December 2023

What's New

  • TCP Probes support You're now able to configure startup and liveness health probes using the TCP protocol.
Enabling a TCP startup probe.

Enabling a TCP startup probe.

Bug Fixes

  • Previously, some nodes on the network were unable to run containers correctly due to a 'too many open files' error. This could cause workloads to crash on the node after long periods of uptime. This has been fixed.
  • Previously, when specifying a startup command from the API with multiple arguments, some of the arguments were not being passed correctly. This has now been fixed.
  • Startup and Liveness probes were previously being incorrectly reported in the new workload errors UI. Now, they are being correctly reported as a StartupProbeFailure and LivenessProbeFailure.
  • Streaming logs are now working much more reliably.
  • Previously, logs for containers that exited abruptly were not being appropriately captured and sent to streaming logs or external logging systems.
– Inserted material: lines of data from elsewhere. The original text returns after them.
fn grade_sheet(input: &ImageInput, keys: &[AnswerKey], config: &GradingConfig) -> Verdict {
    let sheet = match load_sheet(input, &config.sheet) {
        Ok(sheet) => sheet,
        Err(e) => {
            warn!("{}", e);
            return Verdict::new(e.status(), e.to_string());
        }
    };
    let state = GradingState::Loaded;
    let debug = debug_writer(input, config, &sheet);

    let (warped, detection) = match isolate(|| detect(&sheet, config)) {
        Ok(detected) => detected,
        Err(message) => {
            warn!("answer block detection failed: {}", message);
            return Verdict::new(
                GradingStatus::DetectionError,
                format!("answer block detection failed: {}", message),
            );
        }
    };

    if debug.is_enabled() {
        if let Some(corners) = &warped.corners {
            debug.write("sheet", |canvas| draw_sheet_outline_debug_image_mut(canvas, corners));
        }
        if let Some(detection) = &detection {
            debug!("writing debug images for detection preset {}", detection.preset);
            debug.write_gray("binary", &detection.binary);
            let rects = detection.blocks.iter().map(|block| block.bounds).collect::<Vec<_>>();
            debug.write_rgb("blocks", &warped.color, |canvas| {
                draw_answer_blocks_debug_image_mut(canvas, &rects)
            });
        }
    }

    let blocks = detection.map(|detection| detection.blocks).unwrap_or_default();
    let state = state.advance(GradingState::BlocksDetected);
    if blocks.len() != config.expected_blocks {
        state.advance(GradingState::BlocksInvalid);
        return Verdict::new(
            GradingStatus::InvalidRectangles,
            format!(
                "wrong number of answer blocks: expected {}, found {}",
                config.expected_blocks,
                blocks.len()
            ),
        );
    }

    if keys.len() < blocks.len() {
        warn!(
            "{} answer blocks but only {} answer keys; skipping the rest",
            blocks.len(),
            keys.len()
        );
    }

    let results = blocks
        .iter()
        .zip(keys)
        .map(|(block, key)| grade_block_isolated(block, key, config, &debug))
        .collect::<Vec<BlockResult>>();
    conclude(state, results)
}

/// Grades a photographed or scanned answer sheet against one key per answer
/// block, matched left to right. Always produces a verdict.
#[time]
pub fn grade_submission(input: &ImageInput, keys: &[AnswerKey], config: &GradingConfig) -> Verdict {
    let verdict = isolate(|| grade_sheet(input, keys, config)).unwrap_or_else(|message| {
        Verdict::new(
            GradingStatus::UnexpectedError,
            format!("unexpected error: {}", message),
        )
    });
    info!("verdict: {:?} ({})", verdict.status, verdict.message);
    verdict
}

/// Grades an image that is already cropped to a single answer block,
/// skipping perspective correction and block detection.
#[time]
pub fn grade_block_image(input: &ImageInput, key: &AnswerKey, config: &GradingConfig) -> Verdict {
    let verdict = isolate(|| {
        let image = match load_image(input) {
            Ok(image) => image,
            Err(e) => {
                warn!("{}", e);
                return Verdict::new(e.status(), e.to_string());
            }
        };
        let debug = debug_writer(input, config, &image);
        let block = AnswerBlock {
            index: 0,
            bounds: imageproc::rect::Rect::at(0, 0).of_size(image.width(), image.height()),
            image,
        };

        let state = GradingState::Loaded.advance(GradingState::BlocksDetected);
        let result = grade_block_isolated(&block, key, config, &debug);
        conclude(state, vec![result])
    })
    .unwrap_or_else(|message| {
        Verdict::new(
            GradingStatus::UnexpectedError,
            format!("unexpected error: {}", message),
        )
    });
    info!("verdict: {:?} ({})", verdict.status, verdict.message);
    verdict
}
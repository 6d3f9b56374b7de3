use image::imageops::grayscale;
use image::RgbImage;
use imageproc::contours::find_contours;
use imageproc::geometry::convex_hull;
use imageproc::point::Point;
use imageproc::rect::Rect;
use log::{debug, info, warn};
use logging_timer::time;

use crate::answer_key::AnswerKey;
use crate::config::{BubbleConfig, GradingConfig, MarkThresholds};
use crate::geometry::{
    center_of_rect, distance_from_point_to_point, get_contour_bounding_rect, polygon_area,
    union_of_rects,
};
use crate::image_utils::{count_ink_in_polygon, size_image_to};
use crate::preprocess::binarize;
use crate::types::{BinaryImage, Bubble};
use crate::verdict::{BlockResult, BlockStatus, QuestionResult};

/// Radius reported when a block has no bubbles to measure.
pub const DEFAULT_BUBBLE_RADIUS: u32 = 20;

/// A contour that passed the size and shape filters.
#[derive(Debug, Clone)]
pub struct BubbleFragment {
    pub points: Vec<Point<i32>>,
    pub bounds: Rect,
}

#[derive(Debug, Clone, Copy, PartialEq)]
pub struct BubbleScore {
    pub choice: usize,
    pub ink_pixels: u32,
    pub area: f32,
    pub fill_ratio: f32,
}

/// Everything learned about one block's bubbles, independent of any answer
/// key.
#[derive(Debug, Clone)]
pub struct BlockAnalysis {
    /// The block at bubble working size.
    pub image: RgbImage,
    pub binary: BinaryImage,
    /// Bubbles grouped by question, each row ordered left to right.
    pub questions: Vec<Vec<Bubble>>,
    pub scores: Vec<Vec<BubbleScore>>,
    /// The confidently marked choice of each question.
    pub marks: Vec<Option<usize>>,
    pub bubble_count: usize,
    pub median_radius: u32,
}

#[derive(Debug, Clone)]
pub struct GradedBlock {
    pub result: BlockResult,
    pub analysis: BlockAnalysis,
}

/// Scales a block to the working size and separates ink from paper.
pub fn binarize_block(image: &RgbImage, config: &BubbleConfig) -> (RgbImage, BinaryImage) {
    let sized = size_image_to(image, config.working_width, config.working_height);
    let binary = binarize(&grayscale(&sized), &config.threshold(), config.close_kernel);
    (sized, binary)
}

fn fragment_is_plausible(bounds: &Rect, config: &BubbleConfig) -> bool {
    let aspect = bounds.width() as f32 / bounds.height() as f32;
    bounds.width() >= config.min_width
        && bounds.height() >= config.min_height
        && (config.min_aspect..=config.max_aspect).contains(&aspect)
}

/// Finds contours large enough and round enough to be part of a bubble.
pub fn find_bubble_fragments(binary: &BinaryImage, config: &BubbleConfig) -> Vec<BubbleFragment> {
    find_contours::<i32>(binary)
        .into_iter()
        .filter_map(|contour| {
            let bounds = get_contour_bounding_rect(&contour.points)?;
            fragment_is_plausible(&bounds, config).then_some(BubbleFragment {
                points: contour.points,
                bounds,
            })
        })
        .collect()
}

/// Merges fragments into bubbles. Each unmerged fragment starts a bubble
/// that absorbs every later fragment whose center lies within `proximity`
/// of the bubble's growing bounds; the bubble's shape is the convex hull of
/// everything absorbed.
pub fn merge_bubble_fragments(fragments: &[BubbleFragment], proximity: f32) -> Vec<Bubble> {
    let mut merged = vec![false; fragments.len()];
    let mut bubbles = Vec::new();

    for (i, fragment) in fragments.iter().enumerate() {
        if merged[i] {
            continue;
        }
        merged[i] = true;

        let mut bounds = fragment.bounds;
        let mut points = fragment.points.clone();
        for (j, other) in fragments.iter().enumerate().skip(i + 1) {
            if merged[j] {
                continue;
            }
            let distance = distance_from_point_to_point(
                &center_of_rect(&bounds),
                &center_of_rect(&other.bounds),
            );
            if distance < proximity {
                bounds = union_of_rects(&bounds, &other.bounds);
                points.extend_from_slice(&other.points);
                merged[j] = true;
            }
        }

        let hull = if points.len() >= 3 {
            convex_hull(&points)
        } else {
            points
        };
        bubbles.push(Bubble {
            bounds: get_contour_bounding_rect(&hull).unwrap_or(bounds),
            hull,
        });
    }

    bubbles
}

/// Median of each bubble's half-largest-side, truncated.
pub fn median_radius(bubbles: &[Bubble]) -> u32 {
    let mut radii = bubbles.iter().map(Bubble::radius).collect::<Vec<f32>>();
    if radii.is_empty() {
        return DEFAULT_BUBBLE_RADIUS;
    }
    radii.sort_by(f32::total_cmp);
    let mid = radii.len() / 2;
    let median = if radii.len() % 2 == 0 {
        (radii[mid - 1] + radii[mid]) / 2.0
    } else {
        radii[mid]
    };
    median as u32
}

/// Sorts bubbles top to bottom, cuts them into rows of `alternatives`, and
/// orders each row left to right. A trailing short row is kept as-is.
pub fn order_bubbles(bubbles: &[Bubble], alternatives: usize) -> Vec<Vec<Bubble>> {
    if alternatives == 0 {
        return vec![];
    }
    let mut sorted = bubbles.to_vec();
    sorted.sort_by_key(|bubble| bubble.bounds.top());
    sorted
        .chunks(alternatives)
        .map(|row| {
            let mut row = row.to_vec();
            row.sort_by_key(|bubble| bubble.bounds.left());
            row
        })
        .collect()
}

/// Fraction of the bubble's hull area that is ink.
pub fn score_bubble(binary: &BinaryImage, bubble: &Bubble, choice: usize) -> BubbleScore {
    let area = polygon_area(&bubble.hull);
    let ink_pixels = count_ink_in_polygon(binary, &bubble.hull);
    let fill_ratio = if area > 0.0 {
        ink_pixels as f32 / area
    } else {
        0.0
    };
    BubbleScore {
        choice,
        ink_pixels,
        area,
        fill_ratio,
    }
}

/// Picks the marked choice from a row of fill ratios, or `None` when the
/// row is blank or the darkest bubble does not stand out clearly.
pub fn decide_mark(fill_ratios: &[f32], thresholds: &MarkThresholds) -> Option<usize> {
    if fill_ratios.len() < 2 {
        return None;
    }

    let mut ranked = fill_ratios.iter().copied().enumerate().collect::<Vec<(usize, f32)>>();
    ranked.sort_by(|a, b| b.1.total_cmp(&a.1));

    let (choice, top) = ranked[0];
    let second = ranked[1].1;
    if top <= 0.0 {
        return None;
    }

    let diff_ratio = (top - second) / top;
    (top > thresholds.min_fill && diff_ratio > thresholds.min_diff).then_some(choice)
}

/// Finds, orders, and scores every bubble in an answer block.
#[time]
pub fn analyze_block(image: &RgbImage, config: &GradingConfig) -> BlockAnalysis {
    let (image, binary) = binarize_block(image, &config.bubbles);
    let fragments = find_bubble_fragments(&binary, &config.bubbles);
    let bubbles = merge_bubble_fragments(&fragments, config.bubbles.proximity);
    debug!(
        "merged {} fragments into {} bubbles",
        fragments.len(),
        bubbles.len()
    );

    let questions = order_bubbles(&bubbles, config.alternatives);
    let scores = questions
        .iter()
        .map(|row| {
            row.iter()
                .enumerate()
                .map(|(choice, bubble)| score_bubble(&binary, bubble, choice))
                .collect::<Vec<BubbleScore>>()
        })
        .collect::<Vec<Vec<BubbleScore>>>();

    let marks = scores
        .iter()
        .enumerate()
        .map(|(question, row)| {
            let ratios = row.iter().map(|score| score.fill_ratio).collect::<Vec<f32>>();
            let mark = decide_mark(&ratios, &config.marks);
            debug!("question {}: fill ratios {:?} -> {:?}", question, ratios, mark);
            mark
        })
        .collect();

    BlockAnalysis {
        image,
        binary,
        median_radius: median_radius(&bubbles),
        bubble_count: bubbles.len(),
        questions,
        scores,
        marks,
    }
}

/// Grades one answer block against its key. `area` is the zero-based block
/// index; the result numbers blocks, questions and choices from one.
///
/// The block is complete only when it holds exactly one bubble per choice
/// of every keyed question. Answers are reported for complete blocks only,
/// since rows of an incomplete block cannot be trusted to line up with the
/// key.
pub fn grade_block(
    area: usize,
    image: &RgbImage,
    key: &AnswerKey,
    config: &GradingConfig,
) -> GradedBlock {
    let analysis = analyze_block(image, config);
    let expected = key.expected_bubbles(config.alternatives);
    let complete = analysis.bubble_count == expected;

    let answers = if complete {
        (0..key.len())
            .filter_map(|question| {
                let correct = key.correct_choice(question)?;
                let marked = analysis.marks.get(question).copied().flatten();
                Some(QuestionResult {
                    question: question + 1,
                    marked: marked.map(|choice| choice + 1),
                    correct: correct + 1,
                    is_correct: marked == Some(correct),
                })
            })
            .collect::<Vec<QuestionResult>>()
    } else {
        warn!(
            "block {}: found {} bubbles, expected {}",
            area, analysis.bubble_count, expected
        );
        vec![]
    };

    let correct_answers = answers.iter().filter(|answer| answer.is_correct).count();
    let score = if key.is_empty() {
        0.0
    } else {
        correct_answers as f32 / key.len() as f32 * 100.0
    };

    info!(
        "block {}: {} bubbles, {}/{} correct",
        area,
        analysis.bubble_count,
        correct_answers,
        key.len()
    );

    GradedBlock {
        result: BlockResult {
            area: area + 1,
            status: if complete {
                BlockStatus::Complete
            } else {
                BlockStatus::Incomplete
            },
            message: None,
            rectangle_detected: true,
            bubbles_detected: analysis.bubble_count,
            bubbles_expected: expected,
            all_bubbles_detected: complete,
            correct_answers,
            score,
            answers,
        },
        analysis,
    }
}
This has been fixed, and the patch is being deployed throughout the network.
  • If a startup probe is defined, traffic will not be routed to it through the load balancer until the startup probe passes. Previously, traffic could be routed before the startup probe succeeded, resulting in 503 errors.
  • We've updated the default Host value for external New Relic logging to correctly point to the most commonly-used New Relic host server.

Known Issues

  • We have experienced been brief outages of the load balancers that provide inbound networking. This resulted in some customers being unable to access running containers. We have put automated monitoring and resolution in place to allow the system to gracefully restore connections, and are diagnosing the root cause.